Friday, August 31, 2018

Stressed out medical professional trainees/students? There's a quiet poetic (R)evolution in the air

For five  earlier articles depicting how the medical arts have devolved, scroll through my blogs beginning with the seminal one entitled Crises in the Medical Arts: Returning Medicine to Patient Centered Care Giving.

The links between the healing arts and poetry are well known.

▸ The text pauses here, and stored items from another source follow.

use tokio::net::{TcpListener, TcpStream};

use super::{
    link::{LinkReader, LinkWriter},
    Error, Target,
};

pub(crate) async fn bind(target: &Target) -> Result<TcpListener, Error> {
    Ok(TcpListener::bind(target.addr.as_str()).await?)
}

pub(crate) async fn dial(
    target: &Target,
    read_buffer: usize,
) -> Result<(LinkWriter, LinkReader), Error> {
    let stream = TcpStream::connect(target.addr.as_str()).await?;
    stream.set_nodelay(true)?;
    Ok(split(stream, read_buffer))
}

pub(crate) fn split(
    stream: TcpStream,
    read_buffer: usize,
) -> (LinkWriter, LinkReader) {
    let (read, write) = stream.into_split();
    (LinkWriter::Tcp(write), LinkReader::tcp(read, read_buffer))
}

The Statute of Apollo Outside the National Academy of Athens
Apollo was recognized as the god of healing, poetry, music, truth,
the sun and light and much more  

 For instance,  poets including  John Keats, William Carlos Williams and Oliver Wendell Holmes, Sr.  all received medical education.

The composition, recitation and listening to verse is known to release pent up feelings of angst, sadness, sorrow and depression--making it much easier to deal with these stressful feelings. (this subject to be explored in a forthcoming article)

Perhaps one  of the most calming and stress- relieving poems  is Psalm 23 which begins with:
"The Lord is my shepherd I shall not want."

The verse soothes all those who are  stressed through life's  travails  with its lovely images such as  being lead beside still waters and being guided on the right paths,  though we walk through the valley of the shadow of death. 

So it comes as no surprise that poetry would be a tonic for the  proverbially overworked medical trainee.

Kudos to the pioneering steps of St. Andrews Medical School (founded in 1413) that acknowledges the healing benefits of poetry and the practice of humanistic medicine.

Tools of the Trade is a pocket size 
book of collected poems for doctors, It is
small enough to pull out and read when needed
photo from the Scottish Poetry Library.

Each year, each of the circa 900 Scottish medical school graduates receives "Tools of the Trade: Poems for new Doctors."  It's a small volume, less than 100 pages--thus easily potable.

According to a recent Wall Street Journal article, "the poems are grouped into five themes designed to help young physicians: looking after yourself, looking after others, beginnings,  being with illness and endings."

May this project, though in its infancy, continue to blossom and spread the seeds of empathetic humanistic medicine.